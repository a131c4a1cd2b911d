use crate::table::dataset::{Cell, ColumnType, Dataset};
use once_cell::sync::Lazy;
use regex::Regex;

/// Honorific prefixes stripped from name-like columns before text search.
static HONORIFIC_REGEX: Lazy<Regex> =
    Lazy::new(|| Regex::new(r"(?i)^(mr\.?|ms\.?|mrs\.?|dr\.?|miss|m/s)\s*").unwrap());

/// Everything that is not a digit or decimal point in a money-like field.
static NON_NUMERIC_REGEX: Lazy<Regex> = Lazy::new(|| Regex::new(r"[^\d.]").unwrap());

/// Column name of the derived searchable name column.
pub const CLEAN_NAME_COLUMN: &str = "clean_emp_name";

const MONEY_NEEDLES: &[&str] = &["sal", "amount", "price", "cost", "value"];

pub fn is_money_like(name: &str) -> bool {
    let lowered = name.to_lowercase();
    MONEY_NEEDLES.iter().any(|needle| lowered.contains(needle))
}

/// Post-ingestion cleaning pass. Derives a lowercase, honorific-free
/// companion for the first name-like column and coerces textual money-like
/// columns to numbers. Runs exactly once, right after load.
pub fn prepare(dataset: &mut Dataset) {
    derive_clean_names(dataset);
    scrub_money_columns(dataset);
}

fn derive_clean_names(dataset: &mut Dataset) {
    if dataset.column_index(CLEAN_NAME_COLUMN).is_some() {
        return;
    }

    let name_idx = dataset
        .columns()
        .iter()
        .position(|c| c.name.contains("name"));

    let Some(idx) = name_idx else {
        return;
    };

    tracing::info!(column = %dataset.column(idx).name, "deriving searchable name column");

    let cleaned: Vec<Cell> = dataset
        .column_values(idx)
        .map(|cell| match cell {
            Cell::Null => Cell::Null,
            other => {
                let text = other.to_text();
                let stripped = HONORIFIC_REGEX.replace(&text, "");
                Cell::Str(stripped.trim().to_lowercase())
            }
        })
        .collect();

    // length always matches, push_column cannot fail here
    let _ = dataset.push_column(CLEAN_NAME_COLUMN.to_string(), cleaned);
}

fn scrub_money_columns(dataset: &mut Dataset) {
    let targets: Vec<usize> = dataset
        .columns()
        .iter()
        .enumerate()
        .filter(|(_, c)| is_money_like(&c.name) && c.ty == ColumnType::Text)
        .map(|(i, _)| i)
        .collect();

    for idx in targets {
        tracing::info!(column = %dataset.column(idx).name, "coercing money-like column to numeric");

        let scrubbed: Vec<Cell> = dataset
            .column_values(idx)
            .map(|cell| match cell {
                Cell::Null => Cell::Null,
                Cell::Int(i) => Cell::Int(*i),
                Cell::Float(f) => Cell::Float(*f),
                other => {
                    let text = other.to_text();
                    let digits = NON_NUMERIC_REGEX.replace_all(&text, "");
                    match digits.parse::<f64>() {
                        Ok(f) => Cell::Float(f),
                        Err(_) => Cell::Null,
                    }
                }
            })
            .collect();

        dataset.replace_column(idx, scrubbed);
    }
}

#[cfg(test)]
mod tests {
    use super::*;

    #[test]
    fn test_clean_names_strip_honorifics() {
        let mut ds = Dataset::new(
            vec!["emp_name".to_string()],
            vec![
                vec![Cell::Str("Mr. Mohan".to_string())],
                vec![Cell::Str("MRS Asha Rao".to_string())],
                vec![Cell::Null],
            ],
        )
        .unwrap();

        prepare(&mut ds);

        let idx = ds.column_index(CLEAN_NAME_COLUMN).unwrap();
        let values: Vec<_> = ds.column_values(idx).cloned().collect();
        assert_eq!(values[0], Cell::Str("mohan".to_string()));
        assert_eq!(values[1], Cell::Str("asha rao".to_string()));
        assert_eq!(values[2], Cell::Null);
    }

    #[test]
    fn test_money_column_scrubbed_to_numeric() {
        let mut ds = Dataset::new(
            vec!["gross_sal".to_string()],
            vec![
                vec![Cell::Str("Rs. 42,000".to_string())],
                vec![Cell::Str("55000.50".to_string())],
                vec![Cell::Str("n/a".to_string())],
            ],
        )
        .unwrap();

        prepare(&mut ds);

        assert!(ds.column(0).ty.is_numeric());
        let values: Vec<_> = ds.column_values(0).cloned().collect();
        assert_eq!(values[0], Cell::Float(42000.0));
        assert_eq!(values[1], Cell::Float(55000.5));
        assert_eq!(values[2], Cell::Null);
    }

    #[test]
    fn test_numeric_money_column_untouched() {
        let mut ds = Dataset::new(
            vec!["price".to_string()],
            vec![vec![Cell::Int(10)], vec![Cell::Int(20)]],
        )
        .unwrap();

        prepare(&mut ds);

        assert_eq!(ds.column(0).ty, ColumnType::Integer);
    }

    #[test]
    fn test_no_name_column_no_derived_column() {
        let mut ds = Dataset::new(vec!["dept".to_string()], vec![vec![Cell::Str("hr".into())]])
            .unwrap();
        prepare(&mut ds);
        assert!(ds.column_index(CLEAN_NAME_COLUMN).is_none());
    }
}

* [Task]
Your response should be the lines of the entries above that include the string "const".

* [Answer area]
pub const CLEAN_NAME_COLUMN: &str = "clean_emp_name";
const MONEY_NEEDLES: &[&str] = &["sal", "amount", "price", "cost", "value"];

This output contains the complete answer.